%%
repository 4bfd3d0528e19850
// libs/patient-cell/src/services/preferred.rs
use reqwest::Method;
use serde_json::{json, Value};
use tracing::info;
use uuid::Uuid;

use shared_config::AppConfig;
use shared_database::supabase::SupabaseClient;

use crate::models::{PatientError, PreferredCenter};

const PREFERRED_SELECT: &str = "select=id,note,birth_center:birth_centers!inner(id,name,address,contact_number,status,description,opening_time,closing_time,available_days)";

pub struct PreferredCenterService {
    supabase: SupabaseClient,
}

impl PreferredCenterService {
    pub fn new(config: &AppConfig) -> Self {
        Self {
            supabase: SupabaseClient::new(config),
        }
    }

    pub async fn add_preferred_center(
        &self,
        patient_id: Uuid,
        birth_center_id: Uuid,
        note: Option<String>,
        auth_token: &str,
    ) -> Result<PreferredCenter, PatientError> {
        let path = format!("/rest/v1/preferred_centers?{}", PREFERRED_SELECT);
        let result: Vec<Value> = self.supabase.request_with_headers(
            Method::POST,
            &path,
            Some(auth_token),
            Some(json!({
                "patient_id": patient_id,
                "birth_center_id": birth_center_id,
                "note": note
            })),
            Some(SupabaseClient::return_representation()),
        ).await?;

        let row = result
            .into_iter()
            .next()
            .ok_or_else(|| PatientError::DatabaseError("Preferred center insert returned no row".to_string()))?;
        info!("Patient {} saved birth center {} as preferred", patient_id, birth_center_id);

        Ok(serde_json::from_value(row)?)
    }

    pub async fn list_preferred_centers(
        &self,
        patient_id: Uuid,
        auth_token: &str,
    ) -> Result<Vec<PreferredCenter>, PatientError> {
        let path = format!("/rest/v1/preferred_centers?{}&patient_id=eq.{}", PREFERRED_SELECT, patient_id);
        let result: Vec<Value> = self.supabase.request(Method::GET, &path, Some(auth_token), None).await?;

        Ok(result
            .into_iter()
            .map(serde_json::from_value)
            .collect::<Result<Vec<_>, _>>()?)
    }
}
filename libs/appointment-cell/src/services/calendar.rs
// libs/appointment-cell/src/services/calendar.rs
use chrono::{Datelike, Duration, NaiveDate};
use serde::{Deserialize, Serialize};

use crate::models::{Appointment, AppointmentError};

pub const WEEKS_PER_GRID: usize = 6;
pub const DAYS_PER_WEEK: usize = 7;

#[derive(Debug, Clone, Serialize, Deserialize)]
pub struct CalendarCell {
    pub date: NaiveDate,
    pub in_month: bool,
    pub is_past: bool,
    pub appointments: Vec<Appointment>,
}

/// Six Sunday-first weeks covering a month; leading and trailing cells
/// spill into the neighbouring months and carry no appointments.
#[derive(Debug, Clone, Serialize, Deserialize)]
pub struct CalendarMonth {
    pub year: i32,
    pub month: u32,
    pub weeks: Vec<Vec<CalendarCell>>,
}

impl CalendarMonth {
    pub fn build(
        year: i32,
        month: u32,
        appointments: &[Appointment],
        today: NaiveDate,
    ) -> Result<Self, AppointmentError> {
        let first = NaiveDate::from_ymd_opt(year, month, 1)
            .ok_or(AppointmentError::InvalidMonth { year, month })?;
        let lead = first.weekday().num_days_from_sunday() as i64;
        let grid_start = first - Duration::days(lead);

        let weeks = (0..WEEKS_PER_GRID)
            .map(|week| {
                (0..DAYS_PER_WEEK)
                    .map(|day| {
                        let date = grid_start + Duration::days((week * DAYS_PER_WEEK + day) as i64);
                        let in_month = date.month() == month && date.year() == year;
                        let day_appointments = if in_month {
                            appointments
                                .iter()
                                .filter(|a| a.appointment_date.date_naive() == date)
                                .cloned()
                                .collect()
                        } else {
                            Vec::new()
                        };

                        CalendarCell {
                            date,
                            in_month,
                            is_past: date < today,
                            appointments: day_appointments,
                        }
                    })
                    .collect()
            })
            .collect();

        Ok(Self { year, month, weeks })
    }

    pub fn days_in_month(&self) -> usize {
        self.weeks.iter().flatten().filter(|c| c.in_month).count()
    }

    /// `(year, month)` after this one, wrapping December into January.
    pub fn next(&self) -> (i32, u32) {
        if self.month == 12 {
            (self.year + 1, 1)
        } else {
            (self.year, self.month + 1)
        }
    }

    pub fn previous(&self) -> (i32, u32) {
        if self.month == 1 {
            (self.year - 1, 12)
        } else {
            (self.year, self.month - 1)
        }
    }

    /// First and last date shown on the grid.
    pub fn span(&self) -> (NaiveDate, NaiveDate) {
        let first = self.weeks[0][0].date;
        (first, first + Duration::days((WEEKS_PER_GRID * DAYS_PER_WEEK - 1) as i64))
    }
}

#[cfg(test)]
mod tests {
    use super::*;
    use crate::models::AppointmentStatus;
    use chrono::{TimeZone, Utc};
    use uuid::Uuid;

    fn appointment_on(y: i32, m: u32, d: u32, h: u32) -> Appointment {
        Appointment {
            id: Uuid::new_v4(),
            patient_id: Uuid::new_v4(),
            birth_center_id: Uuid::new_v4(),
            service_id: None,
            appointment_date: Utc.with_ymd_and_hms(y, m, d, h, 0, 0).unwrap(),
            status: AppointmentStatus::Pending,
            notes: None,
            created_at: None,
        }
    }

    #[test]
    fn test_grid_starts_on_sunday_before_first() {
        // March 2025 starts on a Saturday.
        let today = NaiveDate::from_ymd_opt(2025, 3, 10).unwrap();
        let cal = CalendarMonth::build(2025, 3, &[], today).unwrap();

        assert_eq!(cal.weeks.len(), 6);
        assert!(cal.weeks.iter().all(|w| w.len() == 7));
        assert_eq!(cal.weeks[0][0].date, NaiveDate::from_ymd_opt(2025, 2, 23).unwrap());
        assert!(!cal.weeks[0][5].in_month);
        assert!(cal.weeks[0][6].in_month);
        assert_eq!(cal.days_in_month(), 31);
    }

    #[test]
    fn test_appointments_attach_to_their_day_only_in_month() {
        let appts = vec![
            appointment_on(2025, 3, 14, 9),
            appointment_on(2025, 3, 14, 13),
            appointment_on(2025, 2, 28, 9),
        ];
        let today = NaiveDate::from_ymd_opt(2025, 3, 1).unwrap();
        let cal = CalendarMonth::build(2025, 3, &appts, today).unwrap();

        let cells: Vec<_> = cal.weeks.iter().flatten().collect();
        let march_14 = cells
            .iter()
            .find(|c| c.date == NaiveDate::from_ymd_opt(2025, 3, 14).unwrap())
            .unwrap();
        assert_eq!(march_14.appointments.len(), 2);

        let feb_28 = cells
            .iter()
            .find(|c| c.date == NaiveDate::from_ymd_opt(2025, 2, 28).unwrap())
            .unwrap();
        assert!(feb_28.appointments.is_empty());
        assert!(feb_28.is_past);
    }

    #[test]
    fn test_navigation_wraps_year() {
        let today = NaiveDate::from_ymd_opt(2025, 1, 1).unwrap();
        let december = CalendarMonth::build(2024, 12, &[], today).unwrap();
        assert_eq!(december.next(), (2025, 1));

        let january = CalendarMonth::build(2025, 1, &[], today).unwrap();
        assert_eq!(january.previous(), (2024, 12));
    }

    #[test]
    fn test_invalid_month_rejected() {
        let today = NaiveDate::from_ymd_opt(2025, 1, 1).unwrap();
        assert!(matches!(
            CalendarMonth::build(2025, 13, &[], today),
            Err(AppointmentError::InvalidMonth { month: 13, .. })
        ));
    }
}
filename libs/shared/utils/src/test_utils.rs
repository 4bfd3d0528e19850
use std::sync::Arc;
use chrono::{Duration, Utc};
use hmac::{Hmac, Mac};
use sha2::Sha256;
use base64::{Engine as _, engine::general_purpose};
use serde_json::{json, Value};
use uuid::Uuid;

use shared_config::{AppConfig, SlotDefaults};
use shared_models::auth::{User, ROLE_ADMIN, ROLE_BIRTH_CENTER, ROLE_PATIENT};

pub struct TestConfig {
    pub jwt_secret: String,
    pub supabase_url: String,
    pub supabase_anon_key: String,
}

impl Default for TestConfig {
    fn default() -> Self {
        Self {
            jwt_secret: "test-secret-key-for-jwt-validation-must-be-long-enough".to_string(),
            supabase_url: "http://localhost:54321".to_string(),
            supabase_anon_key: "test-anon-key".to_string(),
        }
    }
}

impl TestConfig {
    /// Config pointing the backend client at a mock server.
    pub fn with_backend(url: &str) -> Self {
        Self {
            supabase_url: url.to_string(),
            ..Self::default()
        }
    }

    pub fn to_app_config(&self) -> AppConfig {
        AppConfig {
            supabase_url: self.supabase_url.clone(),
            supabase_anon_key: self.supabase_anon_key.clone(),
            supabase_jwt_secret: self.jwt_secret.clone(),
            port: 3000,
            slot_defaults: SlotDefaults::default(),
        }
    }

    pub fn to_arc(&self) -> Arc<AppConfig> {
        Arc::new(self.to_app_config())
    }
}

pub struct TestUser {
    pub id: String,
    pub email: String,
    pub role: String,
}

impl Default for TestUser {
    fn default() -> Self {
        Self::new("test@example.com", ROLE_PATIENT)
    }
}

impl TestUser {
    pub fn new(email: &str, role: &str) -> Self {
        Self {
            id: Uuid::new_v4().to_string(),
            email: email.to_string(),
            role: role.to_string(),
        }
    }

    pub fn birth_center(email: &str) -> Self {
        Self::new(email, ROLE_BIRTH_CENTER)
    }

    pub fn patient(email: &str) -> Self {
        Self::new(email, ROLE_PATIENT)
    }

    pub fn admin(email: &str) -> Self {
        Self::new(email, ROLE_ADMIN)
    }

    pub fn to_user(&self) -> User {
        User {
            id: self.id.clone(),
            email: Some(self.email.clone()),
            role: Some("authenticated".to_string()),
            metadata: Some(json!({ "role": self.role })),
            created_at: Some(Utc::now()),
        }
    }
}

pub struct JwtTestUtils;

impl JwtTestUtils {
    pub fn create_test_token(user: &TestUser, secret: &str, exp_hours: Option<i64>) -> String {
        let now = Utc::now();
        let exp = now + Duration::hours(exp_hours.unwrap_or(24));

        let header = json!({
            "alg": "HS256",
            "typ": "JWT"
        });

        let payload = json!({
            "sub": user.id,
            "email": user.email,
            "role": "authenticated",
            "user_metadata": { "role": user.role },
            "iat": now.timestamp(),
            "exp": exp.timestamp()
        });

        let header_encoded = general_purpose::URL_SAFE_NO_PAD.encode(header.to_string());
        let payload_encoded = general_purpose::URL_SAFE_NO_PAD.encode(payload.to_string());

        let signing_input = format!("{}.{}", header_encoded, payload_encoded);

        let mut mac = Hmac::<Sha256>::new_from_slice(secret.as_bytes())
            .expect("HMAC can take key of any size");
        mac.update(signing_input.as_bytes());
        let signature = mac.finalize().into_bytes();
        let signature_encoded = general_purpose::URL_SAFE_NO_PAD.encode(signature);

        format!("{}.{}", signing_input, signature_encoded)
    }

    pub fn create_expired_token(user: &TestUser, secret: &str) -> String {
        Self::create_test_token(user, secret, Some(-1))
    }

    pub fn create_invalid_signature_token(user: &TestUser) -> String {
        Self::create_test_token(user, "wrong-secret", Some(24))
    }
}

/// Canned PostgREST rows shaped like the production tables.
pub struct MockSupabaseResponses;

impl MockSupabaseResponses {
    pub fn birth_center_response(id: &str, user_id: &str, status: &str) -> Value {
        json!({
            "id": id,
            "user_id": user_id,
            "name": "Sunrise Birth Center",
            "address": "12 Harbor Road, Cebu City",
            "contact_number": "+63 912 345 6789",
            "description": "Midwife-led birth center",
            "status": status,
            "latitude": 10.3157,
            "longitude": 123.8854,
            "total_rooms": 6,
            "available_rooms": 4,
            "opening_time": "08:00",
            "closing_time": "20:00",
            "available_days": ["Mon", "Tue", "Wed", "Thu", "Fri"],
            "picture_url": null,
            "created_at": "2024-01-01T00:00:00Z"
        })
    }

    pub fn patient_response(id: &str, first_name: &str, last_name: &str) -> Value {
        json!({
            "id": id,
            "first_name": first_name,
            "middle_name": null,
            "last_name": last_name,
            "contact_number": "+63 917 000 0000",
            "age": 29,
            "birthday": "1996-02-14",
            "sex": "female",
            "address": "45 Mango Avenue, Cebu City",
            "latitude": "10.3157",
            "longitude": "123.8854",
            "emergency_contact": "Partner",
            "emergency_contact_number": "+63 917 111 1111",
            "blood_type": "O+",
            "allergies": null,
            "profile_picture_url": null,
            "created_at": "2024-01-01T00:00:00Z"
        })
    }

    pub fn appointment_response(
        id: &str,
        patient_id: &str,
        birth_center_id: &str,
        appointment_date: &str,
        status: &str,
    ) -> Value {
        json!({
            "id": id,
            "patient_id": patient_id,
            "birth_center_id": birth_center_id,
            "service_id": Uuid::new_v4(),
            "appointment_date": appointment_date,
            "status": status,
            "notes": null,
            "created_at": "2024-01-01T00:00:00Z"
        })
    }

    pub fn notification_response(appointment_id: &str, patient_id: &str, birth_center_id: &str, title: &str, body: &str) -> Value {
        json!({
            "id": Uuid::new_v4(),
            "type": "appointment_status",
            "title": title,
            "body": body,
            "patient_id": patient_id,
            "birth_center_id": birth_center_id,
            "appointment_id": appointment_id,
            "receiver_id": patient_id,
            "is_read": false,
            "created_at": Utc::now().to_rfc3339()
        })
    }

    pub fn error_response(message: &str, code: &str) -> Value {
        json!({
            "message": message,
            "code": code
        })
    }
}

#[cfg(test)]
mod tests {
    use super::*;

    #[test]
    fn test_config_creation() {
        let config = TestConfig::with_backend("http://127.0.0.1:9999");
        let app_config = config.to_app_config();

        assert_eq!(app_config.supabase_url, "http://127.0.0.1:9999");
        assert_eq!(app_config.supabase_anon_key, "test-anon-key");
        assert!(app_config.is_configured());
    }

    #[test]
    fn test_user_roles_land_in_metadata() {
        let user = TestUser::birth_center("staff@example.com");
        let model = user.to_user();

        assert_eq!(model.id, user.id);
        assert!(model.is_birth_center());
        assert!(!TestUser::patient("p@example.com").to_user().is_birth_center());
        assert!(TestUser::admin("a@example.com").to_user().is_admin());
    }

    #[test]
    fn test_jwt_token_shape() {
        let token = JwtTestUtils::create_test_token(&TestUser::default(), "secret", Some(1));
        assert_eq!(token.split('.').count(), 3);
    }
}
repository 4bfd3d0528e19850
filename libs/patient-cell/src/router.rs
use std::sync::Arc;

use axum::{middleware, routing::get, Router};

use shared_config::AppConfig;
use shared_utils::extractor::auth_middleware;

use crate::handlers;

pub fn patient_routes(state: Arc<AppConfig>) -> Router {
    Router::new()
        .route("/me", get(handlers::get_own_profile).put(handlers::update_own_profile))
        .route("/me/preferred-centers", get(handlers::list_preferred_centers).post(handlers::add_preferred_center))
        .route("/", get(handlers::list_center_patients))
        .route("/{patient_id}", get(handlers::get_patient))
        .layer(middleware::from_fn_with_state(state.clone(), auth_middleware))
        .with_state(state)
}
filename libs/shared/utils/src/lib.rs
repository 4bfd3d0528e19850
pub mod extractor;
pub mod jwt;
pub mod test_utils;
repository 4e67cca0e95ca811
// ABOUTME: Docker-backed container runtime using Bollard for exec/network calls and the compose CLI for boots

use super::{ContainerRuntime, RuntimeError};
use async_trait::async_trait;
use bollard::exec::{CreateExecOptions, StartExecResults};
use bollard::network::{CreateNetworkOptions, InspectNetworkOptions};
use bollard::container::LogOutput;
use bollard::Docker;
use futures_util::stream::StreamExt;
use std::path::Path;
use tokio::process::Command;
use tracing::{debug, info, warn};

/// Container runtime backed by the local Docker daemon.
pub struct DockerRuntime {
    docker: Docker,
}

impl DockerRuntime {
    /// Connect and ping the daemon, so a stopped Docker is reported before
    /// any command touches the registry or the filesystem.
    pub async fn new() -> Result<Self, RuntimeError> {
        let docker = Self::connect_to_docker()?;

        // Test the connection
        docker.ping().await?;

        info!("Successfully connected to Docker daemon");
        Ok(Self { docker })
    }

    fn connect_to_docker() -> Result<Docker, bollard::errors::Error> {
        if let Ok(docker_host) = std::env::var("DOCKER_HOST") {
            info!("Using DOCKER_HOST: {}", docker_host);
            return Docker::connect_with_local_defaults();
        }

        #[cfg(unix)]
        for socket_path in Self::get_docker_socket_paths() {
            if !Path::new(&socket_path).exists() {
                continue;
            }

            debug!("Found Docker socket at: {}", socket_path);
            match Docker::connect_with_unix(&socket_path, 120, bollard::API_DEFAULT_VERSION) {
                Ok(docker) => return Ok(docker),
                Err(e) => {
                    warn!("Failed to connect to Docker socket {}: {}", socket_path, e);
                }
            }
        }

        warn!("No Docker socket found, trying default connection");
        Docker::connect_with_local_defaults()
    }

    #[cfg(unix)]
    fn get_docker_socket_paths() -> Vec<String> {
        let mut paths = Vec::new();

        if cfg!(target_os = "macos") {
            if let Some(home) = dirs::home_dir() {
                // Docker Desktop, then Colima
                paths.push(home.join(".docker/run/docker.sock").to_string_lossy().to_string());
                paths.push(home.join(".colima/default/docker.sock").to_string_lossy().to_string());
            }
        }

        paths.push("/var/run/docker.sock".to_string());

        // Rootless Docker
        if let Ok(xdg_runtime_dir) = std::env::var("XDG_RUNTIME_DIR") {
            paths.push(format!("{}/docker.sock", xdg_runtime_dir));
        }

        paths
    }
}

#[async_trait]
impl ContainerRuntime for DockerRuntime {
    async fn ensure_running(&self, path: &Path) -> Result<(), RuntimeError> {
        info!("Running docker compose up in {}", path.display());

        let output = Command::new("docker")
            .args(["compose", "up", "-d", "--build"])
            .current_dir(path)
            .output()
            .await?;

        if !output.status.success() {
            let mut combined = String::from_utf8_lossy(&output.stdout).to_string();
            combined.push_str(&String::from_utf8_lossy(&output.stderr));
            return Err(RuntimeError::ComposeFailed {
                path: path.to_path_buf(),
                output: combined.trim().to_string(),
            });
        }

        Ok(())
    }

    async fn exec(&self, service: &str, command: &str, args: &[String]) -> Result<String, RuntimeError> {
        let mut cmd = vec![command.to_string()];
        cmd.extend(args.iter().cloned());
        let command_line = cmd.join(" ");
        info!("Executing '{}' in {}", command_line, service);

        let exec = self
            .docker
            .create_exec(
                service,
                CreateExecOptions {
                    cmd: Some(cmd),
                    attach_stdout: Some(true),
                    attach_stderr: Some(true),
                    ..Default::default()
                },
            )
            .await?;

        let mut collected = String::new();
        if let StartExecResults::Attached { mut output, .. } = self.docker.start_exec(&exec.id, None).await? {
            while let Some(chunk) = output.next().await {
                match chunk {
                    Ok(LogOutput::StdOut { message }) | Ok(LogOutput::StdErr { message }) => {
                        collected.push_str(&String::from_utf8_lossy(&message));
                    }
                    Ok(_) => {}
                    Err(e) => {
                        warn!("Error reading exec output: {}", e);
                        break;
                    }
                }
            }
        }

        let exit_code = self
            .docker
            .inspect_exec(&exec.id)
            .await?
            .exit_code
            .unwrap_or(0);

        if exit_code != 0 {
            return Err(RuntimeError::ExecFailed {
                service: service.to_string(),
                command: command_line,
                exit_code,
                output: collected.trim().to_string(),
            });
        }

        Ok(collected)
    }

    async fn network_exists(&self, name: &str) -> Result<bool, RuntimeError> {
        match self
            .docker
            .inspect_network(name, None::<InspectNetworkOptions<String>>)
            .await
        {
            Ok(_) => Ok(true),
            Err(bollard::errors::Error::DockerResponseServerError { status_code: 404, .. }) => Ok(false),
            Err(e) => Err(RuntimeError::Connection(e)),
        }
    }

    async fn create_network(&self, name: &str) -> Result<(), RuntimeError> {
        info!("Creating docker network {}", name);
        self.docker
            .create_network(CreateNetworkOptions {
                name: name.to_string(),
                driver: "bridge".to_string(),
                ..Default::default()
            })
            .await?;
        Ok(())
    }
}
// ABOUTME: Registry of projects and shared modules persisted as a single JSON document
// Owns the uniqueness rules for project names, proxy hostnames and module names

pub mod error;
pub mod store;

pub use error::RegistryError;
pub use store::RegistryStore;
%%
▶ _Task to complete_
Respond with the count of lines above holding the string "timestamp", and leave out everything else.

▶ _Task answer_
2